Directions for this task: Look through the records below, and whenever a line contains "VerifiableSS", copy it.

Records to use:
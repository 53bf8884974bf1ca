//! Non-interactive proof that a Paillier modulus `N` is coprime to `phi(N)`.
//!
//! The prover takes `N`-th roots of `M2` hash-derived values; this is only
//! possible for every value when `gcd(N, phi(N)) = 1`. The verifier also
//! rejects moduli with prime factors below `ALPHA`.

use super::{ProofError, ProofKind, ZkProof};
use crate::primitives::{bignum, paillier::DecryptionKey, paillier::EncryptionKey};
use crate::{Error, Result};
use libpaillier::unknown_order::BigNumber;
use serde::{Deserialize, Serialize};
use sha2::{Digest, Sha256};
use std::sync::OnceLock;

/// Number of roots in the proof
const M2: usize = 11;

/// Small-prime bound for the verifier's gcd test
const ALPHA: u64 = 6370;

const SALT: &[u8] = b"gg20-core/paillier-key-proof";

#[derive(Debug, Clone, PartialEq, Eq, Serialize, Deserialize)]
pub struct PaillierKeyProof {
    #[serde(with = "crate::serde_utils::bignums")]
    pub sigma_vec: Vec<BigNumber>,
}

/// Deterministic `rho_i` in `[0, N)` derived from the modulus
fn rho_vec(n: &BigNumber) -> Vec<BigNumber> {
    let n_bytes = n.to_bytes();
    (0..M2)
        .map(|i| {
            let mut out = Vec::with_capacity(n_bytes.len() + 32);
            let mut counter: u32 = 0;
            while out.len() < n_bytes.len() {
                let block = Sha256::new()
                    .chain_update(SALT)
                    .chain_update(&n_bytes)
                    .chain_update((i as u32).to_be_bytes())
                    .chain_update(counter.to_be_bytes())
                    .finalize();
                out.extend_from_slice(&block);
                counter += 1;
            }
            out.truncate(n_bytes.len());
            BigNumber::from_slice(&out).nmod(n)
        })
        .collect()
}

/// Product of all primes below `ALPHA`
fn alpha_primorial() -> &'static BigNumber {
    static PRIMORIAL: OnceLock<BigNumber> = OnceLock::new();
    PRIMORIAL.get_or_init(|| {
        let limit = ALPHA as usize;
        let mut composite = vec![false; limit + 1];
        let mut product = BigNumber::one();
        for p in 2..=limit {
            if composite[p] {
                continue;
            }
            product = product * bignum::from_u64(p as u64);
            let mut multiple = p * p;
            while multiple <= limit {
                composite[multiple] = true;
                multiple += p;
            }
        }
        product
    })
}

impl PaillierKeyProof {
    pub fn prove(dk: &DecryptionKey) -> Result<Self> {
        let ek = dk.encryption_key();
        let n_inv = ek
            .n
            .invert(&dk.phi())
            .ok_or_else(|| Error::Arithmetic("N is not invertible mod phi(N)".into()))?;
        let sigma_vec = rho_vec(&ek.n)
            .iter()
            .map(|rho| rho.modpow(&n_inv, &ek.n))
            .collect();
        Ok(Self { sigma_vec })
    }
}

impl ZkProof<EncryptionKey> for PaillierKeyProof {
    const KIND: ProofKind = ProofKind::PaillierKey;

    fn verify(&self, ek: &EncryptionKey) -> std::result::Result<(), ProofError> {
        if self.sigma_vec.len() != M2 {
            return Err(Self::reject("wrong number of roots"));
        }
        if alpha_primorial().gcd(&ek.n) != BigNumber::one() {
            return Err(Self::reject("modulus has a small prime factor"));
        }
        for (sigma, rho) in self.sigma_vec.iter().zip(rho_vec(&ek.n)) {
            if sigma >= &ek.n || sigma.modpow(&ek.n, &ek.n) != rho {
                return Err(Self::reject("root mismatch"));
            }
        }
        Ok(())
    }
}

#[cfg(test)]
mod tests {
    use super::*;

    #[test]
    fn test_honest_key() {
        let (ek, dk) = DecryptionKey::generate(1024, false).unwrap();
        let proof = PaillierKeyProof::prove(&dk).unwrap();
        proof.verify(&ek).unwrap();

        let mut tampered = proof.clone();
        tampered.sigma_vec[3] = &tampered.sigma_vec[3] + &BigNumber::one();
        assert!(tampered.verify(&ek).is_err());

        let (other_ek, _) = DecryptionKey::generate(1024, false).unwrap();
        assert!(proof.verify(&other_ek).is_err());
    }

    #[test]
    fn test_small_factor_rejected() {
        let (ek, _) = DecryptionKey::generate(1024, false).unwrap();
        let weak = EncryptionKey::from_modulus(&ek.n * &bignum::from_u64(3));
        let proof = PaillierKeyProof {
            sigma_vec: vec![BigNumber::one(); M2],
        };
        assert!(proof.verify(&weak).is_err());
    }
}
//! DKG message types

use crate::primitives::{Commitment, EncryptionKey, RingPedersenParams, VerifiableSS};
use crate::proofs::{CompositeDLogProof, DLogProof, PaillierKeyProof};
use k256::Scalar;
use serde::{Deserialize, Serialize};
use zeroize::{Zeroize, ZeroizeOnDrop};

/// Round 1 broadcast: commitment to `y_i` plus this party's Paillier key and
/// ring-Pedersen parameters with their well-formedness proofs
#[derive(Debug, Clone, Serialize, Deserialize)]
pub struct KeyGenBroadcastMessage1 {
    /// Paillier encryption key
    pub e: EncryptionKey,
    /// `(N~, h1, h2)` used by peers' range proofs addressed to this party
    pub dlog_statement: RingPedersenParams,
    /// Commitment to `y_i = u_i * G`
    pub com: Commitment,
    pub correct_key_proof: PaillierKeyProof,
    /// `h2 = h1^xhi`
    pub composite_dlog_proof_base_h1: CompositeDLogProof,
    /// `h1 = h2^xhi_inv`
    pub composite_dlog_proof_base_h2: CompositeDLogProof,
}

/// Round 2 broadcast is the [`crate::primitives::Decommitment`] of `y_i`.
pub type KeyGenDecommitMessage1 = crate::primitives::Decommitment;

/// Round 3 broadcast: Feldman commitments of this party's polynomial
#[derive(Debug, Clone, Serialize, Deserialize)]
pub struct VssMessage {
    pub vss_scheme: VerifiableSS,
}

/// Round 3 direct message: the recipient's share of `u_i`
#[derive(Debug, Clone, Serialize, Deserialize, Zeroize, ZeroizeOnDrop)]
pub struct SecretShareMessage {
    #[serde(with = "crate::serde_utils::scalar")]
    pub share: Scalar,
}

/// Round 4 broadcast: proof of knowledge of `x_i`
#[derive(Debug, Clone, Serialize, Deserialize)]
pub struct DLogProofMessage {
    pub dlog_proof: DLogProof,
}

---

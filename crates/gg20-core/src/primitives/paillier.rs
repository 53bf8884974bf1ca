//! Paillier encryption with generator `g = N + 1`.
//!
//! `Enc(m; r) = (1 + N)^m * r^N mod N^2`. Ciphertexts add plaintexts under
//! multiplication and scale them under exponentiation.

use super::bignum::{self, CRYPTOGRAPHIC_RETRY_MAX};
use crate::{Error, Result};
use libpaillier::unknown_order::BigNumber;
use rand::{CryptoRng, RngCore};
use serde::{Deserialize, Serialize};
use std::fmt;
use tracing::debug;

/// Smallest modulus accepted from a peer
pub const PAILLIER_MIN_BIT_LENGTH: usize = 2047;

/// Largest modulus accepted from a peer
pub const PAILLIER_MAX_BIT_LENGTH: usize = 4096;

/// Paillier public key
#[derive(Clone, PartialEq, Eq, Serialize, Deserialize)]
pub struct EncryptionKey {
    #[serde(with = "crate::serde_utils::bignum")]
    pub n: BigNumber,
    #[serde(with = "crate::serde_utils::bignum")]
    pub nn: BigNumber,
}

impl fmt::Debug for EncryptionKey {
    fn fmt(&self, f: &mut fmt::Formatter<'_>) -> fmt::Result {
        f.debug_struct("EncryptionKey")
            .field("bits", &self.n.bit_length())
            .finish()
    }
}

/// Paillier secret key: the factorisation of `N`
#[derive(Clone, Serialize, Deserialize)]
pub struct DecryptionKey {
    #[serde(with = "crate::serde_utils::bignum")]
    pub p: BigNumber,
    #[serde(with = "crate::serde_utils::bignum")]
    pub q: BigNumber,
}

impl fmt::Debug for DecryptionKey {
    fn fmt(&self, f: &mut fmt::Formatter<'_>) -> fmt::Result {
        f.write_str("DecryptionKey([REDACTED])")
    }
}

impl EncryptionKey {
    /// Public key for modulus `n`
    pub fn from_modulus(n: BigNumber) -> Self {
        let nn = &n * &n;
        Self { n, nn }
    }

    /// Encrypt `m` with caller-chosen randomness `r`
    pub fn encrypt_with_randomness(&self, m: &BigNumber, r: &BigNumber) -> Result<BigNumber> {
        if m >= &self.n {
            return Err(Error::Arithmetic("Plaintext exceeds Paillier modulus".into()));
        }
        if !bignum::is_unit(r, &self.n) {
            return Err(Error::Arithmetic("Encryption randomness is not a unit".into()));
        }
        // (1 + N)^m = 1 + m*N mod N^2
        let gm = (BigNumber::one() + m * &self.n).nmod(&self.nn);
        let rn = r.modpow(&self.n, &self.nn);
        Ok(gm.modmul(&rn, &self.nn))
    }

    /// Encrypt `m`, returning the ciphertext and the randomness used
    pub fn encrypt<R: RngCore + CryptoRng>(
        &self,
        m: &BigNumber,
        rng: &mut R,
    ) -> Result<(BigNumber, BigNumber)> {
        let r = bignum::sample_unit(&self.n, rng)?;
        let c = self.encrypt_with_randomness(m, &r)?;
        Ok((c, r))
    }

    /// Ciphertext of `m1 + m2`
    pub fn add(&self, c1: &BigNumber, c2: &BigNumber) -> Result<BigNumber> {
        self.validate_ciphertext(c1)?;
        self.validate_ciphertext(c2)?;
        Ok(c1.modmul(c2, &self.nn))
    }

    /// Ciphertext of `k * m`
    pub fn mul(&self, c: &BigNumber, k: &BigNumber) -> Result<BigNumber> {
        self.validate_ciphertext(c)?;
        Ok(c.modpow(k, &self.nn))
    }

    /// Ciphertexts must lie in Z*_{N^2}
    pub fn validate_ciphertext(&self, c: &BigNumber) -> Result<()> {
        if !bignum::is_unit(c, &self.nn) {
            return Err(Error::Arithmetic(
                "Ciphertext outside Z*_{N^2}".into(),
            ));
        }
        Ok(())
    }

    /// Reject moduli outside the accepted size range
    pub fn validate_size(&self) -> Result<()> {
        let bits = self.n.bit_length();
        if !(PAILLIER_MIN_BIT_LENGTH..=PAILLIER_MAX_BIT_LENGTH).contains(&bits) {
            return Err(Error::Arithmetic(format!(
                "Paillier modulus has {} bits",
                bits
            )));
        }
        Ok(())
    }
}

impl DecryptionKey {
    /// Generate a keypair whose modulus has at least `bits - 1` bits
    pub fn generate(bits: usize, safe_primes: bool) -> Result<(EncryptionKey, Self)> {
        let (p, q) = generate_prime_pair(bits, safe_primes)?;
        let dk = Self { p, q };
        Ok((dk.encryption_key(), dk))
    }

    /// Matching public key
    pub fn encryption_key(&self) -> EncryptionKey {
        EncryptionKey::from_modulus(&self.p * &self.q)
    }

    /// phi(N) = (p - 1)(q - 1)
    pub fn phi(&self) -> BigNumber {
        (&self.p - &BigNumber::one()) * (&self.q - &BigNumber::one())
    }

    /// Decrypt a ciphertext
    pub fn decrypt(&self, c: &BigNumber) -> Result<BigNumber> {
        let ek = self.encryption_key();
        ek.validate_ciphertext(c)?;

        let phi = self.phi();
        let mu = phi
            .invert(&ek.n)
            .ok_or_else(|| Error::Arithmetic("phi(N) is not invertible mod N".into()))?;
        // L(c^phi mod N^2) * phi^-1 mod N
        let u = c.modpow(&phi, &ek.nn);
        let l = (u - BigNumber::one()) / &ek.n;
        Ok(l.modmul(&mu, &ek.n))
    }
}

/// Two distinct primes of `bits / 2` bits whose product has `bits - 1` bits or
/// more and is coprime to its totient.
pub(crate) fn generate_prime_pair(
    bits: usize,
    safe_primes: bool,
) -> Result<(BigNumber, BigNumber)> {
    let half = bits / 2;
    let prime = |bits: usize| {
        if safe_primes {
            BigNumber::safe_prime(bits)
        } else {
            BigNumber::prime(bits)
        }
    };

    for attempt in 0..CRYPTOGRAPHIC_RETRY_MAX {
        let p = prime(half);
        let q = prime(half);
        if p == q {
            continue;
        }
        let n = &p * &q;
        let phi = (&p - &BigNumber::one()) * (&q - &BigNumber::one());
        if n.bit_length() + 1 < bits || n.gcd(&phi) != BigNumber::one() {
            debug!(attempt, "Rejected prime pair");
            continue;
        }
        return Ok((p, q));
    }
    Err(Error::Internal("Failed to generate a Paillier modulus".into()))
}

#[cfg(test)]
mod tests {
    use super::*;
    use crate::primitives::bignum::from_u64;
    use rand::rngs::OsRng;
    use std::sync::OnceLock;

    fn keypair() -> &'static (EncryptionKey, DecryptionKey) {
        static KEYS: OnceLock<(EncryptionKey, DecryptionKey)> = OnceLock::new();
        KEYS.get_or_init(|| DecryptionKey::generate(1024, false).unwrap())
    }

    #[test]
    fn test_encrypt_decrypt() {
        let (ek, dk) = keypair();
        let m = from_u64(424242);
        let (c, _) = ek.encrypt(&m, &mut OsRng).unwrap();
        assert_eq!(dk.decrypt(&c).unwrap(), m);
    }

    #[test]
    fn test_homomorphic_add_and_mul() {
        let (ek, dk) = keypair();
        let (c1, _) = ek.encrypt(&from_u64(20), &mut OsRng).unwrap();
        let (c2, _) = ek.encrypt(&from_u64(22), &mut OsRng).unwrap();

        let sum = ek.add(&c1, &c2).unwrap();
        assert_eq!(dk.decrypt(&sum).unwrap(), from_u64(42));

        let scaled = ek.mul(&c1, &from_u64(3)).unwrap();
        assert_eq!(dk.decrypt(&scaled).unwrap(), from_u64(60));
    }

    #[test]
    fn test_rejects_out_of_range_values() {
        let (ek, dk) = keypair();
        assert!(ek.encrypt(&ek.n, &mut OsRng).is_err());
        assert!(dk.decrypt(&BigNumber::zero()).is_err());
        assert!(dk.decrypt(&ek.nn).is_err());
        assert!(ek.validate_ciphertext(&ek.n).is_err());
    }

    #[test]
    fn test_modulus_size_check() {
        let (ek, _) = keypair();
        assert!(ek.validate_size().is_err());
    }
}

Response box:
use crate::primitives::{Commitment, EncryptionKey, RingPedersenParams, VerifiableSS};
    pub vss_scheme: VerifiableSS,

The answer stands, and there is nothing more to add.